Tuesday, October 15, 2013

Great American Challenge! Special Cheat Week 2nd Post!



Zach: Good Afternoon Cheat Day fans! I am writing to you all today in my very public internet diary for one specific and fun reason: This year Liz's roommate Jacob and I had a joint birthday party to the theme of the Great American Challenge (No, not the giant Dildo). Click here to read the Urban Dictionary published rules of the Great American Challenge. The Zach Finch/Jacob Brown Birthday rules consisted of these here:

2 teams of 4 must consume:

1 Cube (30 pack) of PBR
1/8 of an ounce
1 XL Pizza from Dominoes

Once all of the aforementioned has been consumed each team must complete a 100 piece puzzle. First team to complete everything is the winner and champion of all!

Look, it may sound scary but this is DEFINITELY an event to have on a Cheat Day! Certainly if you are going to cheat for a whole week. I talked to all of the competitors the next day and not ONE of us felt dead to the world. A couple of us were still floating a little high in the sky for a whi…le, but still. EVERYONE was able to function that whole night AND the next day. Plus everyone was in CRAZY fun party mode in like 15 minutes.

To recount all of the hilarious details would be impossible for one man. I encourage any of the participants to leave comments on this post to give their take as well. But here's mine anyway:
Team Wolf Pussy

Everybody Have a GOOD CLEAN Match
The 8 contestants Team Wolf Pussy and Team Funky Dong Sniffers (made up name cause I forget what they were really called), 2 very stern/half sober referee's, and lovely hostess assembled at the challenge area at about 8pm. After a very ceremonious introduction, including "national anthems," team photos, shaking of the hands, and other fan fare we were underway shortly before 9pm. And OFF WE WENT!
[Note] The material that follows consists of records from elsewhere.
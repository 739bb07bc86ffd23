// Copyright (C) 2025 Matías Salinas (support@fenden.com)
//
// Licensed under the Apache License, Version 2.0 (the "License");
// you may not use this file except in compliance with the License.
// You may obtain a copy of the License at
//
//     http://www.apache.org/licenses/LICENSE-2.0
//
// Unless required by applicable law or agreed to in writing, software
// distributed under the License is distributed on an "AS IS" BASIS,
// WITHOUT WARRANTIES OR CONDITIONS OF ANY KIND, either express or implied.
// See the License for the specific language governing permissions and
// limitations under the License.

use hyper::HeaderMap;
use std::path::PathBuf;

/// Copies every header from `source` into `destination`, replacing any value
/// already present under the same name.
pub fn copy_headers(source: &HeaderMap, destination: &mut HeaderMap) {
    for (name, value) in source {
        destination.insert(name.clone(), value.clone());
    }
}

/// Replaces the value of a `password` query parameter with `[scrubbed]` so
/// that URLs are safe to display on-screen and in logs. Some CLI clients
/// still send credentials via query parameter.
pub fn scrub_url(url: &str) -> String {
    let Some((_, query)) = url.split_once('?') else {
        return url.to_string();
    };

    for (key, value) in url::form_urlencoded::parse(query.as_bytes()) {
        if key == "password" && !value.is_empty() {
            return url.replacen(value.as_ref(), "[scrubbed]", 1);
        }
    }

    url.to_string()
}

/// Expands a leading `~/` to the current user's home directory.
pub fn expand_tilde(path: &str) -> PathBuf {
    if let Some(rest) = path.strip_prefix("~/") {
        if let Ok(home) = std::env::var("HOME") {
            return PathBuf::from(home).join(rest);
        }
    }
    PathBuf::from(path)
}

/// Returns the first few characters of an authorization value for logging.
/// Full credentials never reach the log stream.
pub fn auth_prefix(auth: &str) -> &str {
    auth.get(..10).unwrap_or(auth)
}
// Copyright (C) 2025 Matías Salinas (support@fenden.com)
//
// Licensed under the Apache License, Version 2.0 (the "License");
// you may not use this file except in compliance with the License.
// You may obtain a copy of the License at
//
//     http://www.apache.org/licenses/LICENSE-2.0
//
// Unless required by applicable law or agreed to in writing, software
// distributed under the License is distributed on an "AS IS" BASIS,
// WITHOUT WARRANTIES OR CONDITIONS OF ANY KIND, either express or implied.
// See the License for the specific language governing permissions and
// limitations under the License.

#[cfg(test)]
mod tests {
    use heroku_agent::client::is_dev_domain;
    use heroku_agent::config::{Config, CONFIG};
    use heroku_agent::pipeline::proxy::build_upstream_url;
    use heroku_agent::pipeline::{error_chain_has_reset, ProxyError};
    use std::io;

    fn with_dev_suffix() {
        let _ = CONFIG.set(Config {
            socket: None,
            control_socket: None,
            dev_domain_suffix: Some("herokudev.com".to_string()),
        });
    }

    #[test]
    fn test_dev_domain_matches_bare_host() {
        with_dev_suffix();
        assert!(is_dev_domain("api.herokudev.com"));
    }

    #[test]
    fn test_dev_domain_matches_port_443_variant() {
        with_dev_suffix();
        assert!(is_dev_domain("api.herokudev.com:443"));
    }

    #[test]
    fn test_dev_domain_rejects_production_hosts() {
        with_dev_suffix();
        assert!(!is_dev_domain("api.heroku.com"));
        assert!(!is_dev_domain("api.heroku.com:443"));
    }

    #[test]
    fn test_dev_domain_rejects_other_ports() {
        with_dev_suffix();
        assert!(!is_dev_domain("api.herokudev.com:8443"));
    }

    #[test]
    fn test_build_upstream_url_defaults_to_https() {
        assert_eq!(
            build_upstream_url("api.heroku.com", "/apps?space=mine"),
            "https://api.heroku.com/apps?space=mine"
        );
    }

    #[test]
    fn test_build_upstream_url_uses_http_for_port_80() {
        assert_eq!(
            build_upstream_url("localhost:80", "/apps"),
            "http://localhost:80/apps"
        );
    }

    #[test]
    fn test_build_upstream_url_other_ports_stay_https() {
        assert_eq!(
            build_upstream_url("api.heroku.com:8443", "/apps"),
            "https://api.heroku.com:8443/apps"
        );
    }

    #[test]
    fn test_error_chain_finds_nested_connection_reset() {
        let reset = io::Error::new(io::ErrorKind::ConnectionReset, "connection reset by peer");
        let wrapped = io::Error::new(io::ErrorKind::Other, reset);
        assert!(error_chain_has_reset(&wrapped));
    }

    #[test]
    fn test_error_chain_ignores_other_kinds() {
        let refused = io::Error::new(io::ErrorKind::ConnectionRefused, "connection refused");
        assert!(!error_chain_has_reset(&refused));
    }

    #[test]
    fn test_timeout_is_not_a_connection_reset() {
        assert!(!ProxyError::Timeout.is_connection_reset());
    }
}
I must have downed three beers in 5 minutes all while taking small puffs from the eigth. After each beer I yelled out "EMPTY" per the referee's orders, and they came to collect the empty making SURE it was in fact empty. My other team mates were working really hard on the 8th so I decided I should maybe help. I reached back into my cigarette rolling days and rolled us up a couple of joints. So, while continuing to pound beers I enjoyed a whole joint or two to myself. One, particularly mean looking ref popped in a short time later clicking his pen. He asked, "How we doing in here?"
Team Funky Dong Sniffers

To which the room replied, "Look at TONY looking all serious and shit MAN! You're awesome TONY! You're doing SUCH a good job being a referee! FUCKER!" This statement, believe it or not, contained absolutely no sarcasm.

He looked at us, still clicking away at his pen and said, "Boy, you guys are pretty fucked up aren't you?"

"HELL YEAH," we eagerly agreed as a group.

"You know it's only been like 15 minutes right?," said the referee in amazement.

Refs Tony and Marie
After hearing this, Jacob and I thought it a good idea for the two of us to get focused on the beer consumption while we let the two seasoned smokers do what they do best. So out of our designated smoke area we went. What we stumbled upon was one of my favorite parts of the night. The lovely Liz, who was host for the evening, was "just chilling" in the warmly lit open living room of her apartment. She was playing the sweet "chill music" of Andrew Byrd and asked Jacob and I to sit there under the big beautiful window overlooking her comforting, quaint, any-town-USA of a block. The perfect place for a Great American Challenge.

Jacob and I stayed and chatted and joked with the lovely Liz for what felt like 2 seconds but what was actually something like 10 minutes, until, suddenly, out from the smoke room came our team's self appointed righteous captain yelling obscenities at us. "Jacob, Zach! What the hell are you boys doing out here?! You'd better be drinking! We're in the other room doing all the work and you're out here lollygagging with Liz!"

To which we responded, I am sure with the utmost articulation, "Fug you, we're pounding BEERS over here getting our sweat on and making our belly's full!" But, realizing it may be time for a switch we stormed back into the smoke room and continued blasting through everything.

What must have been about half an hour later, but felt like 5 minutes later, the refs came in and informed us we only needed to drink 5 more beers and whatever was left of the mary jane and we could move on to the puzzle. We finished that pizza in the first 10 minutes, so we no longer had to worry about that. We were stoked! We very quickly chugged a beer each and split the last one. We also took turns hitting the bowl which contained the last of the 8th. Done! Except... just before we got to start the puzzle, I pounded the LAST bit of beer (taken from the final drippings of each can) which the refs poured into a pint glass, GROSS, but I am in it to WIN.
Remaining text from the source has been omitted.